Rien de plus ordinaire assurément que ces trois paroles : Bonsoir, mon frère, et pourtant jamais phrase de Rossini n’avait caressé plus délicieusement mon oreille. Je préfère les voix de contralto, et je me trouvais servi à souhait ; d’autre part, la mélancolique pâleur de la belle voyageuse satisfaisait complètement un de mes goûts les plus exclusifs ; enfin, quoique Mme Baretty eût des dents magnifiques, ainsi que j’avais pu l’entrevoir, elle n’avait pas encore ri depuis son entrée dans le salon : or, j’ai toujours sincèrement estimé les femmes qui ont de belles dents et qui rient peu. De ces différentes causes secondes, et surtout de la disposition aventureuse de mon cœur, il résulta que je me trouvai instantanément subjugué. J’avais juré, il est vrai, de succomber sans résistance, mais il faut avouer que cette promesse me fut plus facile à tenir que n’eût été l’engagement contraire.
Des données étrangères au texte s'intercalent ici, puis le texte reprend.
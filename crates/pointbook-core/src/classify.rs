//! Point classification engine
//!
//! Turns raw POS rows into [`Stage1Row`]s. Rows are processed strictly in
//! order: every accepted row is recorded with the repurchase resolver before
//! the next one is looked at, so repeated lines of one spreadsheet see each
//! other.

use std::collections::BTreeMap;

use serde::Serialize;
use tracing::{debug, info};

use crate::category::{self, determine_category};
use crate::config::{ClassificationConfig, ColumnNames};
use crate::dates::{display_date, from_excel_serial, normalize_date, to_roc_compact};
use crate::error::Result;
use crate::grouping::normalize;
use crate::models::StaffRole;
use crate::points::{PointStatus, Stage1Row};
use crate::resolver::{transaction_identity, RepurchaseResolver};
use crate::rows::{RawRow, RawValue};
use crate::staff::StaffDirectory;

/// Customer id some POS exports write for walk-in sales
const UNDEFINED_CUSTOMER: &str = "undefined";

/// Why a raw row was left out of classification
#[derive(Debug, Clone, Copy, PartialEq, Eq, PartialOrd, Ord, Hash, Serialize)]
#[serde(rename_all = "snake_case")]
pub enum DropReason {
    MissingCustomer,
    MissingItem,
    MissingSalesPerson,
    ZeroPrice,
    ZeroPoints,
    PharmacistOnlyItem,
    ExcludedMilkUnit,
    OutstandingDebt,
    NoBonusStaff,
}

/// Output of one classification run
#[derive(Debug, Clone, Default, Serialize)]
pub struct Classification {
    /// Accepted rows, sorted by category priority then display date
    pub rows: Vec<Stage1Row>,
    pub dropped: BTreeMap<DropReason, usize>,
}

impl Classification {
    pub fn dropped_total(&self) -> usize {
        self.dropped.values().sum()
    }
}

/// Date cell as text: spreadsheet serials and numbers are converted first
pub fn date_text(value: Option<&RawValue>) -> String {
    match value {
        Some(RawValue::Number(n)) if *n > 0.0 && *n < 100_000.0 => from_excel_serial(*n)
            .map(to_roc_compact)
            .unwrap_or_else(|| n.to_string()),
        Some(v) => normalize_date(&v.as_text()),
        None => String::new(),
    }
}

/// Whether a debt cell marks an outstanding balance
fn has_debt(value: Option<&RawValue>) -> bool {
    match value {
        Some(RawValue::Number(n)) => *n != 0.0,
        Some(RawValue::Text(s)) => {
            let s = s.trim();
            !(s.is_empty() || s == "0" || s == "否" || s.eq_ignore_ascii_case("n"))
        }
        None => false,
    }
}

/// Classifies POS rows for every staff member in one pass
pub struct Classifier<'a> {
    columns: &'a ColumnNames,
    rules: &'a ClassificationConfig,
    staff: &'a StaffDirectory,
}

impl<'a> Classifier<'a> {
    pub fn new(
        columns: &'a ColumnNames,
        rules: &'a ClassificationConfig,
        staff: &'a StaffDirectory,
    ) -> Self {
        Self {
            columns,
            rules,
            staff,
        }
    }

    /// Classify rows in order, consulting and feeding the resolver
    pub fn classify(
        &self,
        rows: &[RawRow],
        resolver: &mut RepurchaseResolver<'_>,
    ) -> Result<Classification> {
        let mut result = Classification::default();

        for (i, raw) in rows.iter().enumerate() {
            match self.accept(raw) {
                Err(reason) => {
                    debug!("Dropping row {}: {:?}", i + 2, reason);
                    *result.dropped.entry(reason).or_default() += 1;
                }
                Ok(accepted) => {
                    let id = result.rows.len();
                    let row = self.classify_row(id, accepted, resolver)?;
                    result.rows.push(row);
                }
            }
        }

        result
            .rows
            .sort_by(|a, b| {
                category::category_order(&a.category)
                    .cmp(&category::category_order(&b.category))
                    .then_with(|| a.display_date.cmp(&b.display_date))
            });

        info!(
            "Classified {} rows ({} dropped)",
            result.rows.len(),
            result.dropped_total()
        );
        Ok(result)
    }

    /// Apply the acceptance filters in order
    fn accept(&self, raw: &RawRow) -> std::result::Result<Accepted, DropReason> {
        let cols = self.columns;

        let customer_id = raw
            .text(&cols.customer_id)
            .filter(|c| c != UNDEFINED_CUSTOMER)
            .ok_or(DropReason::MissingCustomer)?;
        let item_id = raw
            .text(&cols.item_id)
            .filter(|id| !normalize(id).is_empty())
            .ok_or(DropReason::MissingItem)?;
        let sales_person = raw
            .text(&cols.sales_person)
            .ok_or(DropReason::MissingSalesPerson)?;

        let role = self.staff.role_of(&sales_person);
        let quantity = raw.number(&cols.quantity).unwrap_or(0.0).round() as i64;
        let points = raw.number(&cols.points).unwrap_or(0.0).round() as i64;
        let is_return = quantity < 0;

        if raw.number(&cols.unit_price).unwrap_or(0.0) == 0.0 {
            return Err(DropReason::ZeroPrice);
        }
        if points == 0 && !(role == StaffRole::Pharmacist && is_return) {
            return Err(DropReason::ZeroPoints);
        }

        let normalized_item = normalize(&item_id);
        if role == StaffRole::Sales
            && self
                .rules
                .pharmacist_only_items
                .iter()
                .any(|id| normalize(id) == normalized_item)
        {
            return Err(DropReason::PharmacistOnlyItem);
        }

        let item_name = raw.text(&cols.item_name).unwrap_or_default();
        let natural_category = determine_category(
            &raw.text(&cols.category).unwrap_or_default(),
            &item_name,
        );
        let unit = raw.text(&cols.unit);
        if natural_category == self.rules.milk_category
            && unit
                .as_deref()
                .is_some_and(|u| self.rules.excluded_milk_units.iter().any(|x| x == u))
        {
            return Err(DropReason::ExcludedMilkUnit);
        }

        if !is_return && has_debt(raw.get(&cols.debt)) {
            return Err(DropReason::OutstandingDebt);
        }
        if role == StaffRole::NoBonus {
            return Err(DropReason::NoBonusStaff);
        }

        Ok(Accepted {
            sales_person,
            role,
            date: date_text(raw.get(&cols.date)),
            customer_id,
            customer_name: raw.text(&cols.customer_name),
            item_id,
            item_name,
            quantity,
            unit,
            amount: raw.number(&cols.amount).unwrap_or(0.0),
            ticket_no: raw.text(&cols.ticket_no),
            points,
            natural_category,
        })
    }

    fn classify_row(
        &self,
        id: usize,
        row: Accepted,
        resolver: &mut RepurchaseResolver<'_>,
    ) -> Result<Stage1Row> {
        let identity = transaction_identity(row.ticket_no.as_deref(), &row.date);

        let status = if row.quantity < 0 {
            PointStatus::Return
        } else if category::is_repurchase_exempt(row.role, &row.natural_category)
            || category::is_zero_point(&row.natural_category)
        {
            PointStatus::Develop
        } else if resolver.is_repurchase(&row.customer_id, &row.item_id, &identity)? {
            PointStatus::Repurchase
        } else {
            PointStatus::Develop
        };

        if row.quantity > 0 {
            resolver.record(&row.customer_id, &row.item_id, &identity);
        }

        Ok(Stage1Row {
            id,
            display_date: display_date(&row.date),
            sales_person: row.sales_person,
            role: row.role,
            date: row.date,
            customer_id: row.customer_id,
            customer_name: row.customer_name,
            item_id: row.item_id,
            item_name: row.item_name,
            quantity: row.quantity,
            unit: row.unit,
            amount: row.amount,
            ticket_no: row.ticket_no,
            original_points: row.points,
            category: row.natural_category.clone(),
            natural_category: row.natural_category,
            auto_status: status,
            status,
            original_developer: None,
            repurchase_type: None,
            return_target: None,
            manual_points: None,
        })
    }
}

/// A raw row that passed the filters
struct Accepted {
    sales_person: String,
    role: StaffRole,
    date: String,
    customer_id: String,
    customer_name: Option<String>,
    item_id: String,
    item_name: String,
    quantity: i64,
    unit: Option<String>,
    amount: f64,
    ticket_no: Option<String>,
    points: i64,
    natural_category: String,
}

#[cfg(test)]
mod tests {
    use super::*;
    use crate::category::{ADULT_DRINK, ADULT_FORMULA, DISPENSING, INFANT_FORMULA};
    use crate::grouping::ProductGroupIndex;
    use crate::models::Staff;
    use crate::resolver::NoHistory;

    fn sale(person: &str, customer: &str, item: &str, cat: &str, qty: f64, points: f64) -> RawRow {
        let cols = ColumnNames::default();
        RawRow::new()
            .with_text(&cols.sales_person, person)
            .with_text(&cols.customer_id, customer)
            .with_text(&cols.item_id, item)
            .with_text(&cols.item_name, "商品")
            .with_text(&cols.category, cat)
            .with_text(&cols.date, "1130305")
            .with_number(&cols.quantity, qty)
            .with_number(&cols.points, points)
            .with_number(&cols.unit_price, 100.0)
            .with_number(&cols.amount, 100.0 * qty)
    }

    fn pharmacist_directory() -> StaffDirectory {
        StaffDirectory::new(vec![
            Staff {
                id: "1".to_string(),
                name: "陳藥師".to_string(),
                role: StaffRole::Pharmacist,
                branch: None,
                customer_id: None,
                points_standard: None,
                cosmetic_standard: None,
            },
            Staff {
                id: "2".to_string(),
                name: "店長".to_string(),
                role: StaffRole::NoBonus,
                branch: None,
                customer_id: None,
                points_standard: None,
                cosmetic_standard: None,
            },
        ])
    }

    fn run(rows: &[RawRow], staff: &StaffDirectory, rules: &ClassificationConfig) -> Classification {
        let cols = ColumnNames::default();
        let index = ProductGroupIndex::empty();
        let mut resolver = RepurchaseResolver::new(&NoHistory, &index);
        Classifier::new(&cols, rules, staff)
            .classify(rows, &mut resolver)
            .unwrap()
    }

    #[test]
    fn test_acceptance_filters() {
        let cols = ColumnNames::default();
        let rules = ClassificationConfig {
            pharmacist_only_items: vec!["0900".to_string()],
            ..Default::default()
        };
        let staff = pharmacist_directory();
        let rows = vec![
            sale("王", "undefined", "1", "1", 1.0, 10.0),
            sale("王", "C1", "1", "1", 1.0, 0.0),
            sale("王", "C1", "1", "1", 1.0, 10.0).with_number(&cols.unit_price, 0.0),
            sale("王", "C1", "900", "1", 1.0, 10.0),
            sale("王", "C1", "2", "3", 1.0, 10.0).with_text(&cols.unit, "罐"),
            sale("王", "C1", "3", "1", 1.0, 10.0).with_number(&cols.debt, 50.0),
            sale("店長", "C1", "4", "1", 1.0, 10.0),
            // Accepted: pharmacist may sell the exclusive item, returns tolerate debt
            sale("陳藥師", "C2", "900", "1", 1.0, 10.0),
            sale("王", "C3", "5", "1", -1.0, -10.0).with_number(&cols.debt, 50.0),
            // Pharmacist returns with zero points are kept
            sale("陳藥師", "C4", "6", "6", -1.0, 0.0),
        ];

        let result = run(&rows, &staff, &rules);
        assert_eq!(result.rows.len(), 3);
        assert_eq!(result.dropped[&DropReason::MissingCustomer], 1);
        assert_eq!(result.dropped[&DropReason::ZeroPoints], 1);
        assert_eq!(result.dropped[&DropReason::ZeroPrice], 1);
        assert_eq!(result.dropped[&DropReason::PharmacistOnlyItem], 1);
        assert_eq!(result.dropped[&DropReason::ExcludedMilkUnit], 1);
        assert_eq!(result.dropped[&DropReason::OutstandingDebt], 1);
        assert_eq!(result.dropped[&DropReason::NoBonusStaff], 1);
    }

    #[test]
    fn test_milk_in_boxes_is_kept() {
        let cols = ColumnNames::default();
        let rows = vec![sale("王", "C1", "2", "3", 1.0, 12.0).with_text(&cols.unit, "箱")];
        let result = run(&rows, &StaffDirectory::default(), &ClassificationConfig::default());
        assert_eq!(result.rows.len(), 1);
        assert_eq!(result.rows[0].natural_category, ADULT_DRINK);
    }

    #[test]
    fn test_status_assignment() {
        let cols = ColumnNames::default();
        let rows = vec![
            sale("王", "C1", "100", "2", 3.0, 11.0).with_text(&cols.ticket_no, "T1"),
            sale("王", "C1", "100", "2", 3.0, 11.0).with_text(&cols.ticket_no, "T2"),
            sale("王", "C1", "100", "2", -1.0, -4.0).with_text(&cols.ticket_no, "T3"),
        ];
        let result = run(&rows, &StaffDirectory::default(), &ClassificationConfig::default());

        let by_id = |id: usize| result.rows.iter().find(|r| r.id == id).unwrap();
        assert_eq!(by_id(0).status, PointStatus::Develop);
        assert_eq!(by_id(0).calculated_points(), 3);
        assert_eq!(by_id(1).status, PointStatus::Repurchase);
        assert_eq!(by_id(1).calculated_points(), 1);
        assert_eq!(by_id(2).status, PointStatus::Return);
        // Untargeted returns keep their product category
        assert_eq!(by_id(2).category, ADULT_FORMULA);
        assert_eq!(by_id(2).calculated_points(), -4);
    }

    #[test]
    fn test_dispensing_exempt_from_repurchase() {
        let cols = ColumnNames::default();
        let rows = vec![
            sale("陳藥師", "C1", "50", "7", 1.0, 30.0).with_text(&cols.ticket_no, "T1"),
            sale("陳藥師", "C1", "50", "7", 1.0, 30.0).with_text(&cols.ticket_no, "T2"),
        ];
        let result = run(&rows, &pharmacist_directory(), &ClassificationConfig::default());
        assert!(result
            .rows
            .iter()
            .all(|r| r.status == PointStatus::Develop && r.natural_category == DISPENSING));
    }

    #[test]
    fn test_sorted_by_category_then_date() {
        let cols = ColumnNames::default();
        let rows = vec![
            sale("王", "C1", "1", "2", 1.0, 5.0).with_text(&cols.date, "1130310"),
            sale("王", "C2", "2", "1", 1.0, 5.0).with_text(&cols.date, "1130320"),
            sale("王", "C3", "3", "1", 1.0, 5.0).with_text(&cols.date, "1130301"),
            sale("王", "C4", "4", "ZZ", 1.0, 5.0).with_text(&cols.date, "1130101"),
        ];
        let result = run(&rows, &StaffDirectory::default(), &ClassificationConfig::default());
        let order: Vec<(&str, &str)> = result
            .rows
            .iter()
            .map(|r| (r.category.as_str(), r.display_date.as_str()))
            .collect();
        assert_eq!(
            order,
            vec![
                (INFANT_FORMULA, "03/01"),
                (INFANT_FORMULA, "03/20"),
                (ADULT_FORMULA, "03/10"),
                ("ZZ", "01/01"),
            ]
        );
    }

    #[test]
    fn test_date_text() {
        assert_eq!(date_text(Some(&RawValue::Number(45356.0))), "1130305");
        assert_eq!(date_text(Some(&RawValue::Number(1130305.0))), "1130305");
        assert_eq!(date_text(Some(&RawValue::Text("2024/03/05".into()))), "1130305");
        assert_eq!(date_text(None), "");
    }
}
Me voilà donc amoureux, ou du moins acheminé vers l’amour. Je lançai un coup d’œil à Maléchard, qui passait pour un connaisseur. J’étais bien aise de voir justifié par son suffrage le trouble agréable que je commençais de ressentir. À ma grande surprise, je pourrais dire à mon grand courroux, je l’aperçus déjà rassis à la table de whist, et mêlant gravement les cartes, sans accorder la moindre attention à l’objet de ma naissante flamme. Il me parut que pour un homme de trente ans c’était pousser un peu loin la passion du jeu, et je sentis baisser sensiblement dans mon esprit l’espèce de considération qu’en matière de galanterie j’avais accordée jusqu’alors à mon compagnon de voyage.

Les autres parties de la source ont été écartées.